As a Machine Learning Engineer for Magic Leap's Lifestream team you will have responsibility for the planning and development of our machine learning function / framework in support of the implementation of our Lifestream business function and how it integrates within our product portfolio.
You will be responsible for:
- Build machine-learning models using deep learning techniques for computer vision tasks such as sematic segmentation, object detection, video understanding, etc.

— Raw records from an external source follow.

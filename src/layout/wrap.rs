//! Greedy line wrapping — a simplified UAX #14 heuristic (spec.md
//! §4.4, §9: "tighter UAX #14 compliance is recommended but not
//! mandated").

use std::collections::HashSet;

use unicode_segmentation::UnicodeSegmentation;

use crate::shaper::ShapedRun;

use super::types::{Line, WrapMode};

/// One glyph flattened into paragraph-relative coordinates, annotated
/// with whether a line break may follow it.
struct FlatGlyph {
    run_idx: usize,
    glyph_idx: usize,
    left: f64,
    right: f64,
    breakable: bool,
}

/// Wrap a paragraph's already-shaped runs into lines no wider than
/// `max_width`, except where a single glyph is itself wider than
/// `max_width` (an unbreakable overflow).
pub fn wrap_paragraph(paragraph_text: &str, runs: &[ShapedRun], max_width: f64, wrap: WrapMode) -> Vec<Line> {
    let flat = flatten(paragraph_text, runs, wrap);
    if flat.is_empty() {
        return vec![empty_line_from_runs(runs)];
    }

    let mut lines = Vec::new();
    let mut line_start = 0usize;
    let mut last_break: Option<usize> = None;

    let mut i = 0usize;
    while i < flat.len() {
        let exceeds = flat[i].right > max_width;
        let has_content = i > line_start;

        if exceeds && has_content {
            let break_at = match last_break {
                Some(b) if b >= line_start => b + 1,
                _ => i,
            };
            lines.push(build_line(runs, &flat[line_start..break_at]));
            line_start = break_at;
            last_break = None;
            // Re-examine the same glyph against the new, empty line —
            // don't advance `i`.
            continue;
        }

        if flat[i].breakable {
            last_break = Some(i);
        }
        i += 1;
    }

    if line_start < flat.len() {
        lines.push(build_line(runs, &flat[line_start..]));
    }

    lines
}

fn flatten(paragraph_text: &str, runs: &[ShapedRun], wrap: WrapMode) -> Vec<FlatGlyph> {
    let boundaries = word_boundaries(paragraph_text);
    let mut flat = Vec::new();
    let mut run_offset = 0.0;
    for (run_idx, run) in runs.iter().enumerate() {
        for (glyph_idx, g) in run.glyphs.iter().enumerate() {
            let left = run_offset + g.x;
            let right = left + g.x_advance;
            let glyph_end = paragraph_text[g.cluster..]
                .chars()
                .next()
                .map(|c| g.cluster + c.len_utf8())
                .unwrap_or(g.cluster);
            let breakable = is_break_opportunity(&boundaries, glyph_end, wrap);
            flat.push(FlatGlyph {
                run_idx,
                glyph_idx,
                left,
                right,
                breakable,
            });
        }
        run_offset += run.advance;
    }
    flat
}

/// Byte offsets of every UAX #29 word-boundary start in `text`. Plain
/// whitespace and CJK ideographs each form their own single-character
/// "word" under UAX #29, so boundaries after them fall out of this for
/// free instead of needing a separate ideograph check.
fn word_boundaries(text: &str) -> HashSet<usize> {
    text.split_word_bound_indices().map(|(i, _)| i).collect()
}

fn is_break_opportunity(boundaries: &HashSet<usize>, glyph_end: usize, wrap: WrapMode) -> bool {
    match wrap {
        WrapMode::None => false,
        WrapMode::Anywhere | WrapMode::Char => true,
        WrapMode::Word | WrapMode::WordChar => boundaries.contains(&glyph_end),
    }
}

/// Build a [`Line`] from a contiguous slice of flattened glyphs,
/// rebuilding each contributing run with a fresh glyph subset shifted
/// so the first glyph of the line sits at X=0.
fn build_line(source_runs: &[ShapedRun], span: &[FlatGlyph]) -> Line {
    let line_start_x = span[0].left;

    let mut rebuilt_runs: Vec<ShapedRun> = Vec::new();
    let mut current_run_idx = usize::MAX;
    let mut current_glyphs = Vec::new();

    let mut flush = |run_idx: usize, glyphs: Vec<crate::glyph::ShapedGlyph>, rebuilt: &mut Vec<ShapedRun>| {
        if glyphs.is_empty() {
            return;
        }
        let src = &source_runs[run_idx];
        rebuilt.push(ShapedRun::new(glyphs, src.face.clone(), src.direction));
    };

    for fg in span {
        if fg.run_idx != current_run_idx {
            flush(current_run_idx, std::mem::take(&mut current_glyphs), &mut rebuilt_runs);
            current_run_idx = fg.run_idx;
        }
        let mut g = source_runs[fg.run_idx].glyphs[fg.glyph_idx];
        g.x -= line_start_x;
        current_glyphs.push(g);
    }
    flush(current_run_idx, current_glyphs, &mut rebuilt_runs);

    let glyphs: Vec<crate::glyph::ShapedGlyph> = rebuilt_runs.iter().flat_map(|r| r.glyphs.iter().copied()).collect();
    let width: f64 = rebuilt_runs.iter().map(|r| r.advance).sum();
    let ascent = rebuilt_runs.iter().map(|r| r.ascent).fold(0.0, f64::max);
    let descent = rebuilt_runs.iter().map(|r| r.descent).fold(0.0, f64::max);

    Line {
        runs: rebuilt_runs,
        glyphs,
        width,
        ascent,
        descent,
        y: 0.0,
    }
}

fn empty_line_from_runs(runs: &[ShapedRun]) -> Line {
    let (ascent, descent) = runs
        .first()
        .map(|r| (r.ascent, r.descent))
        .unwrap_or((0.0, 0.0));
    Line {
        runs: Vec::new(),
        glyphs: Vec::new(),
        width: 0.0,
        ascent,
        descent,
        y: 0.0,
    }
}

- Address large scale challenges in the machine learning development cycle, especially around distributed training in the cloud and data engineering
- Manipulate high-volume, high-dimensionality, structured data from driving logs for training and testing deep networks
- Work closely with Data Engineers and Data Scientists to create analytical variables, metrics, and models
- Work closely with data scientist to solve difficult engineering and machine learning problems and produce high- quality code
- Choose and use the right analytical libraries, programming languages & framework for each task
- Develop your abilities and understanding of data science methodologies and approaches
- Refactor code into reusable libraries, APIs, and tools
- Minimum of 3 years of professional software engineering experience, including testing and deploying iterative releases of software systems
- Minimum of 1 year of experience applying implementing, and/or developing machine learning or statistical algorithms
- Proficiency in C# and/ or C++ and SQL
- Experience with large- scale data processing and analysis
- Advance knowledge of unstructured data and machine learning technologies
- Good understanding of machine learning fundamentals, including measures of accuracy, common linear and non-linear algorithms , bias and variance and performance considerations
- Experience building production systems based on Machine Learning lifecycle
- Familiarity with statistical language modeling
- Experience in cybersecurity Excellent communication skills, high attention to detail and proven ability to use metrics to drive decisions
- Master's Degree in a technical discipline or equivalent experience
All your information will be kept confidential according to Equal Employment Opportunities guidelines.